» **The task**
The expected result is the material below, reproduced exactly from its first line through the line containing "name, its argument".

── Data for the task

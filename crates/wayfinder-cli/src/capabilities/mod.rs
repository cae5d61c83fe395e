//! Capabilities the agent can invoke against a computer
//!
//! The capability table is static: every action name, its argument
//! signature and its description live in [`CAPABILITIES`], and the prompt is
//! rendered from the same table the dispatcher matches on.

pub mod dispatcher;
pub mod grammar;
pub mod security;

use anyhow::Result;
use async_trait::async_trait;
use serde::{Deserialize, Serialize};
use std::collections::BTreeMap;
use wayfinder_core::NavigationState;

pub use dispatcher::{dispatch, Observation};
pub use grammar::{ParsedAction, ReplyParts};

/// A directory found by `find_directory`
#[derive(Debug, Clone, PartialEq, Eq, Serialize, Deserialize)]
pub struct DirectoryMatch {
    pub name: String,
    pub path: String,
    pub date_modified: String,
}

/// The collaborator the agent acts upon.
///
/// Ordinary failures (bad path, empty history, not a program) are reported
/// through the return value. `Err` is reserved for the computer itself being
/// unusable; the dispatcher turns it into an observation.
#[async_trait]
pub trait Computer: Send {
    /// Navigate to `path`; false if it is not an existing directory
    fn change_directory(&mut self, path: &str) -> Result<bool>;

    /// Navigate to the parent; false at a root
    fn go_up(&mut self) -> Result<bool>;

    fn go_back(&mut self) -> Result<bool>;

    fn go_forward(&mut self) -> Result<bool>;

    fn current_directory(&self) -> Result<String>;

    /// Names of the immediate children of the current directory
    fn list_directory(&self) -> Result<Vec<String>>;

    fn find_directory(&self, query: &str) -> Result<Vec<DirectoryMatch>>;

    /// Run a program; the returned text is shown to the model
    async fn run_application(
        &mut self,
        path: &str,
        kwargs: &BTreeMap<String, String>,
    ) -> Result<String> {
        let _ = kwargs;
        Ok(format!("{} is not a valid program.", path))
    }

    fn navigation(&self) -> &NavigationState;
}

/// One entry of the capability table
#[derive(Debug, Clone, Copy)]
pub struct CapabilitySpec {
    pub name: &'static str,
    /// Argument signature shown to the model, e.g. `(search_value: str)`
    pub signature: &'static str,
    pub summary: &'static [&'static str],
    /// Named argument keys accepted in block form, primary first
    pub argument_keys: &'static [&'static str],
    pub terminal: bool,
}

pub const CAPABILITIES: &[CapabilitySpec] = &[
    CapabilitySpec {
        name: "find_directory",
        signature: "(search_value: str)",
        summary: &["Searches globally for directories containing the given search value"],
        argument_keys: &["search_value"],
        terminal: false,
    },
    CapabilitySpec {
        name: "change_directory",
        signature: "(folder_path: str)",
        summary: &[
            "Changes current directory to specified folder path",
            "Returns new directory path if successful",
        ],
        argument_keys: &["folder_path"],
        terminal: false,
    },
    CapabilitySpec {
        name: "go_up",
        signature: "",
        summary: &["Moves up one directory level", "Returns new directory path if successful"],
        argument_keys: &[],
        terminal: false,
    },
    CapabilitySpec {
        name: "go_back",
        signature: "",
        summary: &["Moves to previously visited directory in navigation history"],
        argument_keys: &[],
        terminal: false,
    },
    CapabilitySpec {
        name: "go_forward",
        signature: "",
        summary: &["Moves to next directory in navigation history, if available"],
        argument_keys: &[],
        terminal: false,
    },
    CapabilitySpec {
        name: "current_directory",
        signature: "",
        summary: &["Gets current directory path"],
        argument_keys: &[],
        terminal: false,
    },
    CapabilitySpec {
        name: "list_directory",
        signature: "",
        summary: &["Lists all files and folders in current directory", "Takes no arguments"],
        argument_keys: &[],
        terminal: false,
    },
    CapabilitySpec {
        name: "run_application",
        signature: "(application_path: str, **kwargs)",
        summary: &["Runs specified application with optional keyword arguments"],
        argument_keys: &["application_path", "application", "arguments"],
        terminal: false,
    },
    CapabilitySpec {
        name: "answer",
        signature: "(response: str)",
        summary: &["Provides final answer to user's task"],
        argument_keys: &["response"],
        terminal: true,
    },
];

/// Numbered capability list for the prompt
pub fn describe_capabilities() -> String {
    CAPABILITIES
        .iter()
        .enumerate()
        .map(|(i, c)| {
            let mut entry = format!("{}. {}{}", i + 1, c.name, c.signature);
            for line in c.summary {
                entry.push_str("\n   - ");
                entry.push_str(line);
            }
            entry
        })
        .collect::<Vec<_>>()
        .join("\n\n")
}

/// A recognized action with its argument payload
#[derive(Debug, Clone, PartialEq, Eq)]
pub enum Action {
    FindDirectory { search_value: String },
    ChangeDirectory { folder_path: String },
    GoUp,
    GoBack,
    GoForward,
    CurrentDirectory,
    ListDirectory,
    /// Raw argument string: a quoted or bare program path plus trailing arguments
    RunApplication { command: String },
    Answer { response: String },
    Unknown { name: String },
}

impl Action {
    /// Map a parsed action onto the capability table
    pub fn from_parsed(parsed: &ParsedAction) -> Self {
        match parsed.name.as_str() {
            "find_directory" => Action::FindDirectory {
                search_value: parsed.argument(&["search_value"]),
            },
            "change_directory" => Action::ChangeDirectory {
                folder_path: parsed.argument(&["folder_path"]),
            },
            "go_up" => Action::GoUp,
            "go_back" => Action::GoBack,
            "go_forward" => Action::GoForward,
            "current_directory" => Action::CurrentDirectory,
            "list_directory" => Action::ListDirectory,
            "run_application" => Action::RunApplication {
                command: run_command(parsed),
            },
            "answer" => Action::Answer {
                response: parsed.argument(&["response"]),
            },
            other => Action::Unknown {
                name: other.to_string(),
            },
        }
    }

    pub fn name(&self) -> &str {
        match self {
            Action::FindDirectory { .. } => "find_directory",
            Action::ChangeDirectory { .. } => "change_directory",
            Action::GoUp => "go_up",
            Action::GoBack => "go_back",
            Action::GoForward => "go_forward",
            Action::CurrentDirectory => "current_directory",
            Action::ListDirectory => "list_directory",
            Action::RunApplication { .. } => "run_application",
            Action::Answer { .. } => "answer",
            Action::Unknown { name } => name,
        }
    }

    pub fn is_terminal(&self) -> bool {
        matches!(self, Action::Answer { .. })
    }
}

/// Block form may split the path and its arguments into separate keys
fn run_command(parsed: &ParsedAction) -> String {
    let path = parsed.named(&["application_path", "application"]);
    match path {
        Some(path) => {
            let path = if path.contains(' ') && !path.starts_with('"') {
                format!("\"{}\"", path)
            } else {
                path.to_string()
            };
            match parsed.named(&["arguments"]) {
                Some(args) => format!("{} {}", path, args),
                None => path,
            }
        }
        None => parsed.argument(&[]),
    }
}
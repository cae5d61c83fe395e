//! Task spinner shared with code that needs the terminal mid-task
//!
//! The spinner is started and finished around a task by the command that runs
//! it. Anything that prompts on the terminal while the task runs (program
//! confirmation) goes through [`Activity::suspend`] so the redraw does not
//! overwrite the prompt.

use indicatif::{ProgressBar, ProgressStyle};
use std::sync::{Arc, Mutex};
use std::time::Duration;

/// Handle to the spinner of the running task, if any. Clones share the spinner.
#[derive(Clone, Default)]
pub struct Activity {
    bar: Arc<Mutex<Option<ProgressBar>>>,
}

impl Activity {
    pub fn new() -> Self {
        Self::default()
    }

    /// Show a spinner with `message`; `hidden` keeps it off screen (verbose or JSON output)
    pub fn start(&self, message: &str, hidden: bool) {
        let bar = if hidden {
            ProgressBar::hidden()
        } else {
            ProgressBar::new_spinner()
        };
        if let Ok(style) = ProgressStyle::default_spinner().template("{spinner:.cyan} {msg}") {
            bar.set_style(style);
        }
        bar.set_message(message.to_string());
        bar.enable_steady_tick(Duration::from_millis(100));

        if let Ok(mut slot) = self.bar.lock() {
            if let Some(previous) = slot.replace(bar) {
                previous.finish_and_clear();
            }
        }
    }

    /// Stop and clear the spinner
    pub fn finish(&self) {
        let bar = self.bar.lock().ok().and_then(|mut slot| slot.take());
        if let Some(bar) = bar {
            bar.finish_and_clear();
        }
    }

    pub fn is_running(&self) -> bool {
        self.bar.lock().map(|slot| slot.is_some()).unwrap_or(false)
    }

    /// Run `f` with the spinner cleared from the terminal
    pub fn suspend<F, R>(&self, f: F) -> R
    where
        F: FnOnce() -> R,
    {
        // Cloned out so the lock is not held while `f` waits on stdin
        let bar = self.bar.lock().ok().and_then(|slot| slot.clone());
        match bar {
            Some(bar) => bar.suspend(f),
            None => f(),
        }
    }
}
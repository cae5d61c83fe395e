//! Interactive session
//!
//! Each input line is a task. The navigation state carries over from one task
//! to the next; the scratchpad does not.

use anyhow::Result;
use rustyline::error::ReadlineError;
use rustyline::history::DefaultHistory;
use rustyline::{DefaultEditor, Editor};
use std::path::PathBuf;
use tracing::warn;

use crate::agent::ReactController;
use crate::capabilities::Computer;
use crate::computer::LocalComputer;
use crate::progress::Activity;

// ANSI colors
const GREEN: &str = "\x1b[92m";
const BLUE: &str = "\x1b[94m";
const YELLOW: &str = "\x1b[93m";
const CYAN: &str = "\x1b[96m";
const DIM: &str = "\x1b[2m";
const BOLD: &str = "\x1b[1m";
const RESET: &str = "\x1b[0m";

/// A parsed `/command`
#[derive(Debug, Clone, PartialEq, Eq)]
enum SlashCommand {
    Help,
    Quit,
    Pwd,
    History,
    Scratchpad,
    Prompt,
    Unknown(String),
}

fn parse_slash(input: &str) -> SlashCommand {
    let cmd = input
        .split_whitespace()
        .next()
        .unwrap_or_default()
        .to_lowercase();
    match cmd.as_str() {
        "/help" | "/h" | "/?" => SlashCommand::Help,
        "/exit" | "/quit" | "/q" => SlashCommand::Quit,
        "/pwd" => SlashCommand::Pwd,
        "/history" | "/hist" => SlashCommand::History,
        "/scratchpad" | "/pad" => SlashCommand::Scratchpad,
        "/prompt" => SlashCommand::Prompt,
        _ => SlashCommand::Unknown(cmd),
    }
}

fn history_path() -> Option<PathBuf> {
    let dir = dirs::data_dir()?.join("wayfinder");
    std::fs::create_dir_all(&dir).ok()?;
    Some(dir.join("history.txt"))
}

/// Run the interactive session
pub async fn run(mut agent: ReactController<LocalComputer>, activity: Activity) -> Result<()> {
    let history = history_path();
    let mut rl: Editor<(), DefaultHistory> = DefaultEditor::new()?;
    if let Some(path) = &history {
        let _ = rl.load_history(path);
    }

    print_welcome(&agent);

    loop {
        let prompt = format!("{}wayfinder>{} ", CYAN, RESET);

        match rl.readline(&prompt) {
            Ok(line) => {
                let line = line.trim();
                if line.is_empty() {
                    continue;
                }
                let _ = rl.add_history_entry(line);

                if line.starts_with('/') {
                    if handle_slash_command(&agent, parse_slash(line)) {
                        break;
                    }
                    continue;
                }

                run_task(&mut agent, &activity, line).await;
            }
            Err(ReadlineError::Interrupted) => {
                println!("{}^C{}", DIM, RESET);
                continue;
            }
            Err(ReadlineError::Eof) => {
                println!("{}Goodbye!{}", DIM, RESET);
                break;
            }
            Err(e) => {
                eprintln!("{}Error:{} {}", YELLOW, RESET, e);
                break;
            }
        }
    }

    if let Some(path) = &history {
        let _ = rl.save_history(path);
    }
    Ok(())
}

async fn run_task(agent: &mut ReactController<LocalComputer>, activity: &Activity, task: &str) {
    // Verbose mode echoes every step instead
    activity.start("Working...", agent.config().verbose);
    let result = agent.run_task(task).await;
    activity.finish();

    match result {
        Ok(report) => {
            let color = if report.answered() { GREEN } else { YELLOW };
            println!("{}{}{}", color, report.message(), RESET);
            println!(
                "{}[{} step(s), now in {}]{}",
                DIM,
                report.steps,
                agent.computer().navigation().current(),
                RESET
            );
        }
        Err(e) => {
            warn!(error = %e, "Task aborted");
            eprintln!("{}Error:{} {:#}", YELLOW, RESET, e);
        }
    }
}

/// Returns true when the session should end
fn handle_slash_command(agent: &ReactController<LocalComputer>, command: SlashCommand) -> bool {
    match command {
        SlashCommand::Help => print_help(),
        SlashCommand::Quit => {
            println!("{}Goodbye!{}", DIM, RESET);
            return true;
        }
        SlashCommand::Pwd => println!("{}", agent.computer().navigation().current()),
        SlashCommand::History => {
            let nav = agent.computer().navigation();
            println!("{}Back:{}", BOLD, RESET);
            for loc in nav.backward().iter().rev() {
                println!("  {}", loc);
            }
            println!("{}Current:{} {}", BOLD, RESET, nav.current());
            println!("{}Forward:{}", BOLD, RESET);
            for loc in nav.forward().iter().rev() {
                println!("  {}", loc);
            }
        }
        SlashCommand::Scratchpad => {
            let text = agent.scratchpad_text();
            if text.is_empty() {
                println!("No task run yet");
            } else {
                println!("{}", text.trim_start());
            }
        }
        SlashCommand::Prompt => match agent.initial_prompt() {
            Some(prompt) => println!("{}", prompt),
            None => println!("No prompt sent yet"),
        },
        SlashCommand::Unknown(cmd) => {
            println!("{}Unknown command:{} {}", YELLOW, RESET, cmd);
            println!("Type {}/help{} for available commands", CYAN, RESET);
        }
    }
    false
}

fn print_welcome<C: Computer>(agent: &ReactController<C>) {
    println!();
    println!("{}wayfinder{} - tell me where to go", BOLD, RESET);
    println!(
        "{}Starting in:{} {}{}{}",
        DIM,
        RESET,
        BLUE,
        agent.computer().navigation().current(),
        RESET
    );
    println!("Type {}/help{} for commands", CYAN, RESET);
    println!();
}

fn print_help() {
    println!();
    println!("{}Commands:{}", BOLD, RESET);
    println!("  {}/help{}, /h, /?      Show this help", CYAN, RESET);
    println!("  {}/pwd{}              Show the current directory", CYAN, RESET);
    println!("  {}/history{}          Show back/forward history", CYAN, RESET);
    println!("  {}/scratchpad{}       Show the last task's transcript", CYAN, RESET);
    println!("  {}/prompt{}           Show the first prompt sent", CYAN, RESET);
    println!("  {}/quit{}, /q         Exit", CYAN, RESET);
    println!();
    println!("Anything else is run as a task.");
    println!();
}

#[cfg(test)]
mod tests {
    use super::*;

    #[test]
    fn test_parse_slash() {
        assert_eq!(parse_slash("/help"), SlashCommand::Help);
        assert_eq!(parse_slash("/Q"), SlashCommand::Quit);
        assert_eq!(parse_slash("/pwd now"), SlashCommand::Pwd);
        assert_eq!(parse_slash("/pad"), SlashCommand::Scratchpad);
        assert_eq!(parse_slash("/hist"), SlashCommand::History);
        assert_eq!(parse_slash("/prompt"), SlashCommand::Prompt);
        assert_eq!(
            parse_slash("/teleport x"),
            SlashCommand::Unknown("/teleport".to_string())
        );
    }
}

────

» **Solution to this task**
filename crates/wayfinder-cli/src/capabilities/mod.rs
repository cae5d61c83fe395e
//! Capabilities the agent can invoke against a computer
//!
//! The capability table is static: every action name, its argument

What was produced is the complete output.